• [YOUR TASK] Beginning at the line that contains "assert!(def.default_phase.is_none());", reproduce every line to the end of the material without changing any of them.

• [DATA]
//! Phase catalog — the validated, read-only view of a persona's
//! authored behavioral modes.
//!
//! A persona definition is free-form JSON written by hand, so the
//! catalog is checked once at load time: every bias weight must be a
//! finite number in `[-1.0, 1.0]`. Configuration mistakes surface as a
//! single [`EngineError::Catalog`] at startup instead of corrupting
//! per-turn math.
//!
//! Catalogs iterate in lexicographic phase-name order. That order is
//! canonical: fusion output and scheduler tie-breaks both rely on it.

use std::collections::BTreeMap;
use std::path::Path;

use serde::{Deserialize, Deserializer, Serialize};
use serde_json::Value;

use crate::axes::{EmotionBias, RelationBias};
use crate::error::EngineError;
use crate::expression::ExpressionBank;

// ============================================================================
// Phase
// ============================================================================

/// One authored behavioral mode. Immutable once loaded.
#[derive(Debug, Clone, Default, PartialEq, Serialize, Deserialize)]
pub struct Phase {
    /// Phase name, unique within the catalog.
    #[serde(skip)]
    pub name: String,

    /// Human/LLM-readable description of the mode.
    #[serde(default)]
    pub description: String,

    /// Weights over the relation axes that attract this phase.
    #[serde(default)]
    pub style_bias: RelationBias,

    /// Weights over the emotion axes that attract this phase.
    #[serde(default)]
    pub emotion_bias: EmotionBias,

    /// Free-text tone directive for prompt construction.
    #[serde(default)]
    pub tone_hint: String,

    /// Keys into the persona's expression bank, in authored order.
    #[serde(default)]
    pub expression_refs: Vec<String>,
}

// ============================================================================
// PhaseCatalog
// ============================================================================

/// The full set of a persona's phases, sorted by name.
#[derive(Debug, Clone, Default, PartialEq, Serialize)]
pub struct PhaseCatalog {
    phases: Vec<Phase>,
}

impl PhaseCatalog {
    /// A catalog with no phases. Scheduler and fusion treat it as a
    /// no-op input.
    pub fn empty() -> Self {
        Self::default()
    }

    /// Build a validated catalog from named phase definitions.
    pub fn new(phases: BTreeMap<String, Phase>) -> Result<Self, EngineError> {
        let mut out = Vec::with_capacity(phases.len());
        for (name, mut phase) in phases {
            phase.name = name;
            if let Err(detail) = phase.style_bias.validate() {
                return Err(EngineError::Catalog {
                    phase: phase.name,
                    detail: format!("style_bias: {}", detail),
                });
            }
            if let Err(detail) = phase.emotion_bias.validate() {
                return Err(EngineError::Catalog {
                    phase: phase.name,
                    detail: format!("emotion_bias: {}", detail),
                });
            }
            out.push(phase);
        }
        Ok(Self { phases: out })
    }

    pub fn len(&self) -> usize {
        self.phases.len()
    }

    pub fn is_empty(&self) -> bool {
        self.phases.is_empty()
    }

    /// Phases in canonical (name-sorted) order.
    pub fn iter(&self) -> std::slice::Iter<'_, Phase> {
        self.phases.iter()
    }

    /// Look up a phase by name.
    pub fn get(&self, name: &str) -> Option<&Phase> {
        self.phases.iter().find(|p| p.name == name)
    }

    /// The first phase in canonical order, if any.
    pub fn first(&self) -> Option<&Phase> {
        self.phases.first()
    }

    /// Phase names in canonical order.
    pub fn names(&self) -> impl Iterator<Item = &str> {
        self.phases.iter().map(|p| p.name.as_str())
    }
}

// ============================================================================
// Scheduler parameters and per-persona overrides
// ============================================================================

/// Resolved scheduler parameters for one persona.
#[derive(Debug, Clone, Copy, PartialEq, Serialize, Deserialize)]
pub struct EngineParams {
    /// EMA smoothing constant, shared by the axis update and the
    /// relation contribution of the scheduler.
    pub alpha: f64,
    /// Scale of the emotion contribution.
    pub beta: f64,
    /// Half-width of the uniform perturbation added per phase per turn.
    pub gamma: f64,
    /// Softmax temperature for weight normalization.
    pub temperature: f64,
}

impl Default for EngineParams {
    fn default() -> Self {
        Self {
            alpha: 0.3,
            beta: 0.2,
            gamma: 0.05,
            temperature: 0.4,
        }
    }
}

/// Persona-authored overrides of [`EngineParams`].
///
/// Each field is independently optional. A non-numeric or non-finite
/// value is ignored in favor of the engine default — never an error, so
/// a typo in one field cannot take the persona down.
#[derive(Debug, Clone, Copy, Default, PartialEq, Serialize, Deserialize)]
pub struct PhaseDynamics {
    #[serde(default, deserialize_with = "de_lenient_number")]
    pub alpha: Option<f64>,
    #[serde(default, deserialize_with = "de_lenient_number")]
    pub beta: Option<f64>,
    #[serde(default, deserialize_with = "de_lenient_number")]
    pub gamma: Option<f64>,
    #[serde(default, deserialize_with = "de_lenient_number")]
    pub temperature: Option<f64>,
}

impl PhaseDynamics {
    /// Apply the overrides on top of the given defaults, field by field.
    pub fn resolve(&self, defaults: &EngineParams) -> EngineParams {
        EngineParams {
            alpha: self.alpha.unwrap_or(defaults.alpha),
            beta: self.beta.unwrap_or(defaults.beta),
            gamma: self.gamma.unwrap_or(defaults.gamma),
            temperature: self.temperature.unwrap_or(defaults.temperature),
        }
    }
}

fn de_lenient_number<'de, D>(deserializer: D) -> Result<Option<f64>, D::Error>
where
    D: Deserializer<'de>,
{
    let value = Value::deserialize(deserializer)?;
    Ok(value.as_f64().filter(|v| v.is_finite()))
}

// ============================================================================
// PersonaDefinition
// ============================================================================

/// The static, offline-authored definition of one persona, as far as
/// the engine cares: its phases, its scheduler overrides, and its
/// expression bank. Profile prose (values, backstory, vocabulary) is
/// produced and consumed elsewhere.
#[derive(Debug, Clone, Default)]
pub struct PersonaDefinition {
    /// Persona identity, used in cache fingerprints and state paths.
    pub name: String,
    /// Validated phase catalog.
    pub catalog: PhaseCatalog,
    /// Scheduler parameter overrides.
    pub dynamics: PhaseDynamics,
    /// Name of the phase to prefer when the state carries no usable
    /// weights, if the author designated one.
    pub default_phase: Option<String>,
    /// Reusable phrase material keyed by the phases' expression refs.
    pub expression_bank: Option<ExpressionBank>,
}

#[derive(Debug, Default, Deserialize)]
struct RawDefinition {
    #[serde(default)]
    persona_name: String,
    #[serde(default)]
    phases: BTreeMap<String, Phase>,
    #[serde(default)]
    phase_dynamics: PhaseDynamics,
    #[serde(default)]
    default_phase: Option<String>,
    #[serde(default)]
    expression_bank: Option<ExpressionBank>,
}

impl PersonaDefinition {
    /// Parse and validate a persona definition document.
    pub fn from_json(text: &str) -> Result<Self, EngineError> {
        let raw: RawDefinition = serde_json::from_str(text)?;
        Self::from_raw(raw)
    }

    /// Parse and validate a persona definition from an already-decoded
    /// JSON value.
    pub fn from_value(value: Value) -> Result<Self, EngineError> {
        let raw: RawDefinition = serde_json::from_value(value)?;
        Self::from_raw(raw)
    }

    /// Read, parse, and validate a persona definition file.
    pub fn from_json_file(path: impl AsRef<Path>) -> Result<Self, EngineError> {
        let content = std::fs::read_to_string(path)?;
        Self::from_json(&content)
    }

    fn from_raw(raw: RawDefinition) -> Result<Self, EngineError> {
        Ok(Self {
            name: raw.persona_name,
            catalog: PhaseCatalog::new(raw.phases)?,
            dynamics: raw.phase_dynamics,
            default_phase: raw.default_phase,
            expression_bank: raw.expression_bank,
        })
    }
}

// ============================================================================
// Tests
// ============================================================================

#[cfg(test)]
mod tests {
    use super::*;

    fn sample_definition() -> &'static str {
        r#"{
            "persona_name": "warlord",
            "phases": {
                "wrath": {
                    "description": "Short bursts, open threats.",
                    "style_bias": {"Hostility": 0.8, "Dominance": 0.6},
                    "emotion_bias": {"anger": 0.9},
                    "tone_hint": "clipped, menacing",
                    "expression_refs": ["battle_cries", "talk.threats"]
                },
                "calm": {
                    "description": "Measured, strategic speech.",
                    "style_bias": {"Trust": 0.4},
                    "emotion_bias": {"joy": 0.2, "anticipation": 0.3}
                }
            },
            "phase_dynamics": {"alpha": 0.5, "temperature": "hot", "gamma": null},
            "default_phase": "calm"
        }"#
    }

    #[test]
    fn test_catalog_sorted_by_name() {
        let def = PersonaDefinition::from_json(sample_definition()).unwrap();
        let names: Vec<_> = def.catalog.names().collect();
        assert_eq!(names, vec!["calm", "wrath"]);
    }

    #[test]
    fn test_phase_fields_parsed() {
        let def = PersonaDefinition::from_json(sample_definition()).unwrap();
        let wrath = def.catalog.get("wrath").unwrap();
        assert_eq!(wrath.style_bias.hostility, 0.8);
        assert_eq!(wrath.emotion_bias.anger, 0.9);
        assert_eq!(wrath.tone_hint, "clipped, menacing");
        assert_eq!(wrath.expression_refs.len(), 2);
    }

    #[test]
    fn test_out_of_bounds_bias_rejected_at_load() {
        let err = PersonaDefinition::from_json(
            r#"{"phases": {"broken": {"style_bias": {"Trust": 3.0}}}}"#,
        )
        .unwrap_err();
        match err {
            EngineError::Catalog { phase, detail } => {
                assert_eq!(phase, "broken");
                assert!(detail.contains("Trust"));
            }
            other => panic!("unexpected error: {other}"),
        }
    }

    #[test]
    fn test_dynamics_ignore_invalid_fields() {
        let def = PersonaDefinition::from_json(sample_definition()).unwrap();
        let params = def.dynamics.resolve(&EngineParams::default());
        assert_eq!(params.alpha, 0.5); // overridden
        assert_eq!(params.temperature, 0.4); // junk string → default
        assert_eq!(params.gamma, 0.05); // null → default
        assert_eq!(params.beta, 0.2); // absent → default
    }

    #[test]
    fn test_empty_document_is_valid() {
        let def = PersonaDefinition::from_json("{}").unwrap();
        assert!(def.catalog.is_empty());
        assert!(def.default_phase.is_none());
    }

    #[test]
    fn test_default_phase_recorded() {
        let def = PersonaDefinition::from_json(sample_definition()).unwrap();
        assert_eq!(def.default_phase.as_deref(), Some("calm"));
    }
}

• [RESPONSE AREA]
        assert!(def.default_phase.is_none());
    }

    #[test]
    fn test_default_phase_recorded() {
        let def = PersonaDefinition::from_json(sample_definition()).unwrap();
        assert_eq!(def.default_phase.as_deref(), Some("calm"));
    }
}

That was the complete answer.